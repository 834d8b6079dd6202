//! Shared handle to the local database used by the engine and its clients.

use std::path::{Path, PathBuf};
use std::sync::Arc;

use tokio::sync::{Mutex, MutexGuard};

use crate::db::{
    Database, LibSqlLocalStore, LibSqlOperationLog, LibSqlSettingsRepository, LocalStore,
    OperationLog, SettingsRepository,
};
use crate::error::{Error, Result};
use crate::models::{CodeFilter, Event, EventFilter, Operation, ScannedCode};
use crate::remote::Session;
use crate::sync::backoff::BackoffPolicy;

/// Where local data lives
#[derive(Debug, Clone, Default, PartialEq, Eq)]
pub enum StorageMode {
    /// On-disk database
    #[default]
    Persistent,
    /// In-memory database requested by the caller
    Ephemeral,
    /// On-disk database could not be opened; data is lost on exit
    MemoryOnly { reason: String },
}

impl StorageMode {
    /// Whether local persistence failed and the engine fell back to memory
    #[must_use]
    pub const fn is_degraded(&self) -> bool {
        matches!(self, Self::MemoryOnly { .. })
    }
}

/// Thread-safe service over the process-wide database handle.
///
/// Store, operation log and settings share one connection, so the engine can
/// commit a store write together with its log change.
#[derive(Clone)]
pub struct StoreService {
    db: Arc<Mutex<Database>>,
    mode: StorageMode,
    backoff: BackoffPolicy,
}

impl StoreService {
    /// Open the database at `db_path`.
    ///
    /// A file that is not a database is moved aside and recreated once.
    pub async fn open_path(db_path: impl Into<PathBuf>) -> Result<Self> {
        let db_path = db_path.into();
        let db = match Database::open(&db_path).await {
            Ok(db) => db,
            Err(error) if Self::is_corrupted_db_error(&error) => {
                tracing::warn!(
                    "Local store at {} is corrupted: {error}. Moving it aside and starting fresh.",
                    db_path.display()
                );
                Self::quarantine_corrupted_db_files(&db_path)?;
                Database::open(&db_path).await?
            }
            Err(error) => return Err(error),
        };
        Self::from_database(db, StorageMode::Persistent).await
    }

    /// Open the database at `db_path`, falling back to memory when local
    /// persistence is unavailable.
    pub async fn open_or_degrade(db_path: impl Into<PathBuf>) -> Result<Self> {
        let db_path = db_path.into();
        match Self::open_path(&db_path).await {
            Ok(service) => Ok(service),
            Err(error @ (Error::StorageUnavailable(_) | Error::Io(_))) => {
                tracing::warn!(
                    "Local storage unavailable ({error}); running memory-only, changes will not survive a restart"
                );
                let db = Database::open_in_memory().await?;
                Self::from_database(
                    db,
                    StorageMode::MemoryOnly {
                        reason: error.to_string(),
                    },
                )
                .await
            }
            Err(error) => Err(error),
        }
    }

    /// Open an in-memory database service (tests and throwaway sessions).
    pub async fn open_in_memory() -> Result<Self> {
        let db = Database::open_in_memory().await?;
        Self::from_database(db, StorageMode::Ephemeral).await
    }

    async fn from_database(db: Database, mode: StorageMode) -> Result<Self> {
        LibSqlOperationLog::new(db.connection())
            .recover_in_flight()
            .await?;
        Ok(Self {
            db: Arc::new(Mutex::new(db)),
            mode,
            backoff: BackoffPolicy::default(),
        })
    }

    /// Use `backoff` for failures recorded through this handle
    #[must_use]
    pub fn with_backoff(mut self, backoff: BackoffPolicy) -> Self {
        self.backoff = backoff;
        self
    }

    fn is_corrupted_db_error(error: &Error) -> bool {
        let message = error.to_string().to_ascii_lowercase();
        message.contains("file is not a database") || message.contains("malformed")
    }

    fn quarantine_corrupted_db_files(db_path: &Path) -> Result<()> {
        if db_path.exists() {
            let timestamp = chrono::Utc::now().timestamp_millis();
            let file_name = db_path
                .file_name()
                .map_or_else(|| "qrtag.db".into(), |name| name.to_string_lossy());
            let backup_path = db_path.with_file_name(format!("{file_name}.corrupt-{timestamp}"));

            std::fs::rename(db_path, &backup_path)?;
            tracing::warn!(
                "Moved corrupted local store from {} to {}",
                db_path.display(),
                backup_path.display()
            );
        }

        // WAL and shared-memory sidecars belong to the old file
        for suffix in ["-wal", "-shm"] {
            let mut sidecar = db_path.as_os_str().to_owned();
            sidecar.push(suffix);
            let sidecar = PathBuf::from(sidecar);
            if sidecar.exists() {
                std::fs::remove_file(&sidecar)?;
                tracing::warn!("Removed stale sidecar file {}", sidecar.display());
            }
        }

        Ok(())
    }

    pub const fn mode(&self) -> &StorageMode {
        &self.mode
    }

    pub const fn backoff(&self) -> &BackoffPolicy {
        &self.backoff
    }

    pub(crate) async fn lock(&self) -> MutexGuard<'_, Database> {
        self.db.lock().await
    }

    /// List events (newest first).
    pub async fn list_events(&self, filter: EventFilter) -> Result<Vec<Event>> {
        let db = self.db.lock().await;
        LibSqlLocalStore::new(db.connection())
            .list_events(filter)
            .await
    }

    pub async fn get_event(&self, id: &str) -> Result<Option<Event>> {
        let db = self.db.lock().await;
        LibSqlLocalStore::new(db.connection()).get_event(id).await
    }

    /// List codes in insertion order.
    pub async fn list_codes(&self, filter: &CodeFilter) -> Result<Vec<ScannedCode>> {
        let db = self.db.lock().await;
        LibSqlLocalStore::new(db.connection())
            .list_codes(filter)
            .await
    }

    pub async fn get_code(&self, id: &str) -> Result<Option<ScannedCode>> {
        let db = self.db.lock().await;
        LibSqlLocalStore::new(db.connection()).get_code(id).await
    }

    /// Queued and in-flight operations, oldest first.
    pub async fn pending_operations(&self) -> Result<Vec<Operation>> {
        let db = self.db.lock().await;
        LibSqlOperationLog::with_backoff(db.connection(), self.backoff.clone())
            .pending()
            .await
    }

    pub async fn dead_letters(&self) -> Result<Vec<Operation>> {
        let db = self.db.lock().await;
        LibSqlOperationLog::with_backoff(db.connection(), self.backoff.clone())
            .dead_letters()
            .await
    }

    /// `(pending, dead-lettered)` operation counts.
    pub async fn operation_counts(&self) -> Result<(u64, u64)> {
        let db = self.db.lock().await;
        let log = LibSqlOperationLog::with_backoff(db.connection(), self.backoff.clone());
        Ok((log.pending_count().await?, log.dead_letter_count().await?))
    }

    pub async fn load_session(&self) -> Result<Option<Session>> {
        let db = self.db.lock().await;
        LibSqlSettingsRepository::new(db.connection())
            .load_session()
            .await
    }

    pub async fn save_session(&self, session: &Session) -> Result<()> {
        let db = self.db.lock().await;
        LibSqlSettingsRepository::new(db.connection())
            .save_session(session)
            .await
    }

    pub async fn clear_session(&self) -> Result<()> {
        let db = self.db.lock().await;
        LibSqlSettingsRepository::new(db.connection())
            .clear_session()
            .await
    }

    pub async fn last_sync_at(&self) -> Result<Option<i64>> {
        let db = self.db.lock().await;
        LibSqlSettingsRepository::new(db.connection())
            .last_sync_at()
            .await
    }

    pub async fn set_last_sync_at(&self, timestamp: i64) -> Result<()> {
        let db = self.db.lock().await;
        LibSqlSettingsRepository::new(db.connection())
            .set_last_sync_at(timestamp)
            .await
    }

    /// Release the database handle.
    ///
    /// The file is only checkpointed and closed by the last clone.
    pub async fn close(self) -> Result<()> {
        match Arc::try_unwrap(self.db) {
            Ok(db) => db.into_inner().close().await,
            Err(_) => {
                tracing::debug!("Local store still shared; leaving it open");
                Ok(())
            }
        }
    }
}

#[cfg(test)]
mod tests {
    use tempfile::tempdir;

    use super::*;
    use crate::models::OperationPayload;

    #[tokio::test(flavor = "multi_thread")]
    async fn in_memory_service_lists_events() {
        let service = StoreService::open_in_memory().await.unwrap();
        assert_eq!(service.mode(), &StorageMode::Ephemeral);

        {
            let db = service.lock().await;
            LibSqlLocalStore::new(db.connection())
                .put_event(&Event::new_local("Expo", 1))
                .await
                .unwrap();
        }

        let events = service.list_events(EventFilter::Live).await.unwrap();
        assert_eq!(events.len(), 1);
        assert_eq!(events[0].name, "Expo");
    }

    #[tokio::test(flavor = "multi_thread")]
    async fn unusable_path_degrades_to_memory() {
        let tmp = tempdir().unwrap();
        let blocker = tmp.path().join("file");
        std::fs::write(&blocker, b"not a directory").unwrap();

        let service = StoreService::open_or_degrade(blocker.join("qrtag.db"))
            .await
            .unwrap();
        assert!(service.mode().is_degraded());
        assert!(service.list_events(EventFilter::All).await.unwrap().is_empty());
    }

    #[tokio::test(flavor = "multi_thread")]
    async fn reopening_requeues_in_flight_operations() {
        let tmp = tempdir().unwrap();
        let path = tmp.path().join("qrtag.db");

        let service = StoreService::open_path(&path).await.unwrap();
        {
            let db = service.lock().await;
            let log = LibSqlOperationLog::new(db.connection());
            let id = log
                .enqueue(
                    &OperationPayload::ProcessCodes {
                        event_id: "e1".to_string(),
                    },
                    0,
                )
                .await
                .unwrap();
            log.mark_in_flight(id).await.unwrap();
        }
        service.close().await.unwrap();

        let reopened = StoreService::open_path(&path).await.unwrap();
        let pending = reopened.pending_operations().await.unwrap();
        assert_eq!(pending.len(), 1);
        assert_eq!(pending[0].state, crate::models::OperationState::Queued);
    }

    #[tokio::test(flavor = "multi_thread")]
    async fn corrupted_file_is_moved_aside() {
        let tmp = tempdir().unwrap();
        let path = tmp.path().join("qrtag.db");
        std::fs::write(&path, b"this is definitely not sqlite, just some bytes").unwrap();

        let service = StoreService::open_path(&path).await.unwrap();
        assert_eq!(service.mode(), &StorageMode::Persistent);

        let backups = std::fs::read_dir(tmp.path())
            .unwrap()
            .filter_map(std::result::Result::ok)
            .filter(|entry| entry.file_name().to_string_lossy().contains(".corrupt-"))
            .count();
        assert_eq!(backups, 1);
    }
}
────────────────────────────────────────
What you are asked to do:
Reproduce the entries exactly, starting at their first line and stopping after the line with "pub async fn open_path(db_path: impl".

Solution to this task:
repository 834d8b6079dd6202
//! Shared handle to the local database used by the engine and its clients.

use std::path::{Path, PathBuf};
use std::sync::Arc;

use tokio::sync::{Mutex, MutexGuard};

use crate::db::{
    Database, LibSqlLocalStore, LibSqlOperationLog, LibSqlSettingsRepository, LocalStore,
    OperationLog, SettingsRepository,
};
use crate::error::{Error, Result};
use crate::models::{CodeFilter, Event, EventFilter, Operation, ScannedCode};
use crate::remote::Session;
use crate::sync::backoff::BackoffPolicy;

/// Where local data lives
#[derive(Debug, Clone, Default, PartialEq, Eq)]
pub enum StorageMode {
    /// On-disk database
    #[default]
    Persistent,
    /// In-memory database requested by the caller
    Ephemeral,
    /// On-disk database could not be opened; data is lost on exit
    MemoryOnly { reason: String },
}

impl StorageMode {
    /// Whether local persistence failed and the engine fell back to memory
    #[must_use]
    pub const fn is_degraded(&self) -> bool {
        matches!(self, Self::MemoryOnly { .. })
    }
}

/// Thread-safe service over the process-wide database handle.
///
/// Store, operation log and settings share one connection, so the engine can
/// commit a store write together with its log change.
#[derive(Clone)]
pub struct StoreService {
    db: Arc<Mutex<Database>>,
    mode: StorageMode,
    backoff: BackoffPolicy,
}

impl StoreService {
    /// Open the database at `db_path`.
    ///
    /// A file that is not a database is moved aside and recreated once.
    pub async fn open_path(db_path: impl Into<PathBuf>) -> Result<Self> {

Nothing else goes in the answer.